5, Tyler Marz LT: In order for Wisconsin to beat LSU, Marz and the rest of the offensive line is going to have to do a good job of protecting the quarterback in the pocket. Marz said during fall camp that one area that he’s trying to focus on is improving in pass protection during fall camp. The Tigers registered 27 sacks last season, which ranked fourth in the SEC, meaning they will be a good measuring stick for Marz to see where he’s at in pass protection. With McEvoy having the ability to scramble, it will help Marz out if he gets beat on a play. Either way Marz needs to be ready to take on an athletic front seven.
6, Michael Caputo S: Caputo is expected to be one of the leaders for the defense and he’ll be expected to make sure people are consistently lined up in the correct place. It is starting to look more like freshman Lubern Figaro will start opposite of Caputo. If that’s the case Caputo has to make sure the communication is consistent between them. Caputo will also line up at times close to the line of the scrimmage where it will be expected he can use his size and speed to make plays in the backfield or help stop the run.

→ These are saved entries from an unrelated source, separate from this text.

//! REST client for the remote photo API.
//!
//! Wraps the three read-only routes (`/photos`, `/photos/{id}`,
//! `/albums/{albumId}/photos`) using [`reqwest`].

use async_trait::async_trait;
use photoview_core::types::{AlbumId, PhotoId, RawRecord};
use url::Url;

use crate::error::GatewayError;
use crate::{PhotoGateway, LIMIT_PARAM};

/// HTTP gateway for a single photo API deployment.
#[derive(Debug, Clone)]
pub struct ApiGateway {
    client: reqwest::Client,
    base_url: String,
}

impl ApiGateway {
    /// Create a gateway for the API rooted at `base_url`.
    ///
    /// * `base_url` - Absolute URL, e.g. `https://jsonplaceholder.typicode.com`.
    pub fn new(base_url: &str) -> Result<Self, GatewayError> {
        Self::with_client(reqwest::Client::new(), base_url)
    }

    /// Create a gateway reusing an existing [`reqwest::Client`]
    /// (useful for sharing a connection pool or setting timeouts).
    pub fn with_client(client: reqwest::Client, base_url: &str) -> Result<Self, GatewayError> {
        let parsed = Url::parse(base_url)
            .map_err(|_| GatewayError::InvalidBaseUrl(base_url.to_string()))?;

        Ok(Self {
            client,
            base_url: parsed.as_str().trim_end_matches('/').to_string(),
        })
    }

    /// The normalized base URL requests are issued against.
    pub fn base_url(&self) -> &str {
        &self.base_url
    }

    // ---- private helpers ----

    /// Issue a `GET` against `route`, optionally limited, and decode the JSON
    /// body into `T`.
    async fn get<T: serde::de::DeserializeOwned>(
        &self,
        route: &str,
        limit: Option<u32>,
    ) -> Result<T, GatewayError> {
        let mut request = self.client.get(format!("{}{}", self.base_url, route));
        if let Some(limit) = limit {
            request = request.query(&[(LIMIT_PARAM, limit)]);
        }

        tracing::debug!(route, ?limit, "Requesting photo API");

        let response = request.send().await.inspect_err(|e| {
            tracing::warn!(route, error = %e, "Photo API request failed");
        })?;

        let response = Self::ensure_success(route, response).await?;
        Ok(response.json::<T>().await?)
    }

    /// Return the response unchanged on a 2xx status, otherwise a
    /// [`GatewayError::Status`] carrying the status and body text.
    async fn ensure_success(
        route: &str,
        response: reqwest::Response,
    ) -> Result<reqwest::Response, GatewayError> {
        let status = response.status();
        if !status.is_success() {
            let body = response
                .text()
                .await
                .unwrap_or_else(|_| "<unreadable body>".to_string());
            tracing::warn!(route, status = status.as_u16(), "Photo API returned an error status");
            return Err(GatewayError::Status {
                status: status.as_u16(),
                body,
            });
        }
        Ok(response)
    }
}

#[async_trait]
impl PhotoGateway for ApiGateway {
    async fn fetch_photos(&self, limit: u32) -> Result<Vec<RawRecord>, GatewayError> {
        self.get("/photos", Some(limit)).await
    }

    async fn fetch_photo(&self, id: PhotoId) -> Result<RawRecord, GatewayError> {
        self.get(&format!("/photos/{id}"), None).await
    }

    async fn fetch_photos_by_album_id(
        &self,
        album_id: AlbumId,
        limit: u32,
    ) -> Result<Vec<RawRecord>, GatewayError> {
        self.get(&format!("/albums/{album_id}/photos"), Some(limit))
            .await
    }
}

7, Alex Erickson WR: It is still hard to know who the go-to receiver will be for the offense, the most likely option seems to be Erickson. While the receivers have had good camps for the most part, Erickson has been one of the more consistent targets catching the football, being assignment sound and competing at all three positions. Erickson may not be the blazer that can help stretch the field but he has the ability to keep drives moving.
Others to Note
CB Sojourn Shelton: A turnover could be critical to the game, and Shelton showed last year that he was one of the more effective playmakers in the secondary. Shelton has looked good in fall camp and appears poised to take the next step in his game.

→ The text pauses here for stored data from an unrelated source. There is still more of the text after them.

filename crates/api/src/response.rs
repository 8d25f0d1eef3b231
//! Shared response envelope types for API handlers.
//!
//! All API responses use a `{ "data": ... }` envelope.

use serde::Serialize;

/// Standard `{ "data": T }` response envelope.
#[derive(Debug, Serialize)]
pub struct DataResponse<T: Serialize> {
    pub data: T,
}
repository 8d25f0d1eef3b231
//! Shared query parameter types for API handlers.

use serde::Deserialize;

/// Optional page size (`?limit=`). Validated by the photo browser, so
/// zero and negative values surface as 400 responses.
#[derive(Debug, Default, Deserialize)]
pub struct LimitParams {
    pub limit: Option<i64>,
}
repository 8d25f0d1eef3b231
//! Photo domain model.
//!
//! Validates raw photo API records into [`photo::Photo`] entities, derives
//! image [`dimensions::Dimensions`] from photo URLs and partitions photo
//! collections by album.

pub mod dimensions;
pub mod error;
pub mod group;
pub mod photo;
pub mod types;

K Rafael Gaglianone: Gaglianone has been everything that Andersen hoped he would be when the Brazilian committed last fall. Gaglianone was consistent through camp and showed off his leg power. The Badgers can’t leave points on the field like they did at times last year, and if the offense can get with in Gaglianone’s range, he should be able to convert if a drive stalls.
WR Kenzel Doe: Doe will need to be able to stretch the field against LSU and help keep the defense honest. If he can show he has the ability to stretch the field, it will prevent LSU from loading up the box. It also wouldn’t be surprising to see Doe get a carry on a jet sweep to try and get the ball in his hands and see what he can do in open space.
MLB Derek Landisch: Landisch would have made the front seven if he weren’t still recovering from his hamstring injury. It is believed that he’ll be healthy enough to play, but how close will be to 100 percent? Landisch is Wisconsin’s most experienced linebacker, and if he can’t be on the field, the defense will lose a leader and a playmaker.